More Progress Needed to Address Uncontrolled Hypertension.
The management of hypertension has been a major public health success in the US, with large healthcare systems now able to control blood-pressure rates in 80 percent of their hypertension patients.
But further improvements in hypertension control rates will require “tailored interventions” that address unique characteristics and barriers for specific subpopulations, a School of Public Health researcher says in a recent commentary in The Journal of Clinical Hypertension.
“Uncontrolled hypertension can no longer be considered to have a single cause. As a result, we cannot expect that one-size-fits-all interventions, which have contributed to the current success, will lead to substantial further improvements in control rates at already high-performing integrated healthcare systems,” writes Dan Berlowitz, professor of health law, policy, and management. He also is a professor of medicine at the School of Medicine and a researcher with the Center for Healthcare Organization & Implementation Research at the Bedford VA Hospital.

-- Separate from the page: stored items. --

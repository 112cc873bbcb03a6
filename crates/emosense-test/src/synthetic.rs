//! Synthetic expression source
//!
//! Plays back a looping sequence of moods keyed on the frame index, so a
//! headless run shows the label changing without a real detector.

use async_trait::async_trait;
use emosense_core::{DetectedFace, EmoResult, Emotion, Rect, VideoFrame};
use emosense_runtime::ExpressionSource;

use crate::{dominant_scores, landmarks_68};

/// One step of the playback
#[derive(Clone, Copy, Debug, PartialEq)]
pub enum Mood {
    /// Nobody in front of the camera
    Absent,
    /// One face dominated by an emotion
    Showing(Emotion, f32),
}

/// Detector stand-in that cycles through moods
pub struct SyntheticSource {
    moods: Vec<Mood>,
    frames_per_mood: u64,
}

impl SyntheticSource {
    pub fn new(moods: Vec<Mood>, frames_per_mood: u64) -> Self {
        SyntheticSource {
            moods,
            frames_per_mood: frames_per_mood.max(1),
        }
    }

    /// A short tour through every label the resolver can produce
    pub fn tour(frames_per_mood: u64) -> Self {
        Self::new(
            vec![
                Mood::Showing(Emotion::Neutral, 0.8),
                Mood::Showing(Emotion::Happy, 0.7),
                Mood::Showing(Emotion::Happy, 0.97),
                Mood::Absent,
                Mood::Showing(Emotion::Fearful, 0.6),
                Mood::Showing(Emotion::Surprised, 0.75),
                Mood::Showing(Emotion::Sad, 0.65),
                Mood::Showing(Emotion::Angry, 0.7),
                Mood::Showing(Emotion::Disgusted, 0.55),
            ],
            frames_per_mood,
        )
    }

    pub fn mood_at(&self, frame_index: u64) -> Mood {
        if self.moods.is_empty() {
            return Mood::Absent;
        }
        let step = (frame_index / self.frames_per_mood) % self.moods.len() as u64;
        self.moods[step as usize]
    }
}

#[async_trait]
impl ExpressionSource for SyntheticSource {
    async fn detect(&self, frame: &VideoFrame) -> EmoResult<Vec<DetectedFace>> {
        match self.mood_at(frame.index) {
            Mood::Absent => Ok(Vec::new()),
            Mood::Showing(emotion, confidence) => {
                let w = frame.width as f32;
                let h = frame.height as f32;
                let region = Rect::new(w * 0.3, h * 0.2, w * 0.4, h * 0.55);
                let face = DetectedFace::new(region, 0.9, dominant_scores(emotion, confidence))
                    .with_landmarks(landmarks_68(region));
                Ok(vec![face])
            }
        }
    }
}

#[cfg(test)]
mod tests {
    use super::*;
    use emosense_core::{resolve, DisplaySize};

    #[test]
    fn test_mood_cycles() {
        let source = SyntheticSource::new(vec![Mood::Absent, Mood::Showing(Emotion::Sad, 0.5)], 3);
        assert_eq!(source.mood_at(0), Mood::Absent);
        assert_eq!(source.mood_at(2), Mood::Absent);
        assert_eq!(source.mood_at(3), Mood::Showing(Emotion::Sad, 0.5));
        assert_eq!(source.mood_at(6), Mood::Absent);
    }

    #[tokio::test]
    async fn test_tour_labels() {
        let source = SyntheticSource::tour(1);
        let size = DisplaySize::new(640, 480).unwrap();

        let mut labels = Vec::new();
        for index in 0..5 {
            let faces = source.detect(&VideoFrame::blank(index, size)).await.unwrap();
            labels.push(match faces.first() {
                Some(face) => resolve(&face.expressions).unwrap().to_string(),
                None => "No Face Detected".to_string(),
            });
        }

        assert_eq!(
            labels,
            vec!["Neutral", "Happy", "Laughing! 😄", "No Face Detected", "Anxious / Fearful 😟"]
        );
    }
}
//! Output formatting for enriched CSV rows.

use crate::isbn::PriceLookup;
use csv::StringRecord;

/// Columns appended to every output row, in order.
pub const PRICE_COLUMNS: [&str; 5] =
    ["price_url", "min_price", "average_price", "max_price", "list_price"];

/// Builds output records from input records and price lookups.
#[derive(Debug, Clone)]
pub struct Formatter {
    currency_symbol: String,
}

impl Formatter {
    /// Creates a new formatter.
    pub fn new(currency_symbol: impl Into<String>) -> Self {
        Self { currency_symbol: currency_symbol.into() }
    }

    /// Input header followed by the price column names.
    pub fn header(&self, input: &StringRecord) -> StringRecord {
        let mut header = input.clone();
        for column in PRICE_COLUMNS {
            header.push_field(column);
        }
        header
    }

    /// Input fields, unchanged, followed by the URL and four prices.
    pub fn data_row(&self, input: &StringRecord, lookup: &PriceLookup) -> StringRecord {
        let mut row = input.clone();
        row.push_field(lookup.url.as_deref().unwrap_or_default());
        row.push_field(&self.price(lookup.min_price()));
        row.push_field(&self.price(lookup.average_price()));
        row.push_field(&self.price(lookup.max_price()));
        row.push_field(&self.price(lookup.list_price));
        row
    }

    /// Formats an amount with two decimals; absent amounts become empty cells.
    pub fn price(&self, amount: Option<f64>) -> String {
        match amount {
            Some(value) => format!("{}{:.2}", self.currency_symbol, value),
            None => String::new(),
        }
    }
}

impl Default for Formatter {
    fn default() -> Self {
        Self::new("$")
    }
}

#[cfg(test)]
mod tests {
    use super::*;
    use crate::isbn::PriceSummary;

    fn make_input() -> StringRecord {
        StringRecord::from(vec!["The C Programming Language", "0131103628", "K&R, 2nd ed."])
    }

    fn make_lookup() -> PriceLookup {
        PriceLookup {
            isbn: "0131103628".to_string(),
            url: Some("https://isbn.nu/0131103628".to_string()),
            summary: PriceSummary::from_quotes([12.5, 8.0]),
            list_price: Some(19.99),
        }
    }

    #[test]
    fn test_header() {
        let formatter = Formatter::default();
        let input = StringRecord::from(vec!["title", "isbn"]);
        let header = formatter.header(&input);

        assert_eq!(
            header,
            StringRecord::from(vec![
                "title",
                "isbn",
                "price_url",
                "min_price",
                "average_price",
                "max_price",
                "list_price"
            ])
        );
    }

    #[test]
    fn test_data_row() {
        let formatter = Formatter::default();
        let row = formatter.data_row(&make_input(), &make_lookup());

        assert_eq!(row.len(), 8);
        assert_eq!(&row[3], "https://isbn.nu/0131103628");
        assert_eq!(&row[4], "$8.00");
        assert_eq!(&row[5], "$10.25");
        assert_eq!(&row[6], "$12.50");
        assert_eq!(&row[7], "$19.99");
    }

    #[test]
    fn test_data_row_keeps_input_fields() {
        let formatter = Formatter::default();
        let input = make_input();
        let row = formatter.data_row(&input, &make_lookup());

        for (i, field) in input.iter().enumerate() {
            assert_eq!(&row[i], field);
        }
    }

    #[test]
    fn test_data_row_skipped_lookup() {
        let formatter = Formatter::default();
        let input = StringRecord::from(vec!["Untitled", ""]);
        let row = formatter.data_row(&input, &PriceLookup::skipped(""));

        assert_eq!(row, StringRecord::from(vec!["Untitled", "", "", "", "", "", ""]));
    }

    #[test]
    fn test_data_row_missing_list_price_only() {
        let formatter = Formatter::default();
        let lookup = PriceLookup { list_price: None, ..make_lookup() };
        let row = formatter.data_row(&make_input(), &lookup);

        assert_eq!(&row[6], "$12.50");
        assert_eq!(&row[7], "");
    }

    #[test]
    fn test_price_rounding() {
        let formatter = Formatter::default();
        assert_eq!(formatter.price(Some(10.0)), "$10.00");
        assert_eq!(formatter.price(Some(3.456)), "$3.46");
        assert_eq!(formatter.price(Some(0.5)), "$0.50");
        assert_eq!(formatter.price(Some(1234.5)), "$1234.50");
        assert_eq!(formatter.price(None), "");
    }

    #[test]
    fn test_price_custom_symbol() {
        let formatter = Formatter::new("€");
        assert_eq!(formatter.price(Some(19.99)), "€19.99");
        assert_eq!(formatter.price(None), "");
    }
}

Berlowitz said characteristics of patients with uncontrolled hypertension have been consistently identified in studies going back more than two decades—factors such as obesity, diabetes, increased creatinine, and being older or African American. But the reasons behind uncontrolled hypertension appear to vary, he says.
“Clinical inertia,” or a reluctance to intensify treatment, is particularly common in cases involving patients with diabetes, possibly because of “competing demands” in which physicians invest time and effort into managing glycemic control, rather than blood pressure. Uncontrolled hypertension in obese patients might be caused by obstructive sleep apnea, Berlowitz says. Meanwhile, community-based support through “influential peers” may help to promote healthier behaviors in some subpopulations.
Further improvements, Berlowitz says, “will require considerable effort on the part of clinicians, both to understand why hypertension control is not being achieved in individual patients and in determining how best to improve control in these smaller subpopulations.”
He notes that expected changes to national guidelines for systolic blood pressure thresholds will pose additional challenges.
“While the hypertension community has much to be proud of, there still is a long way to go,” he concludes.
Berlowitz’ work was supported by the Edith Nourse Rogers Memorial VA Medical Center in Bedford.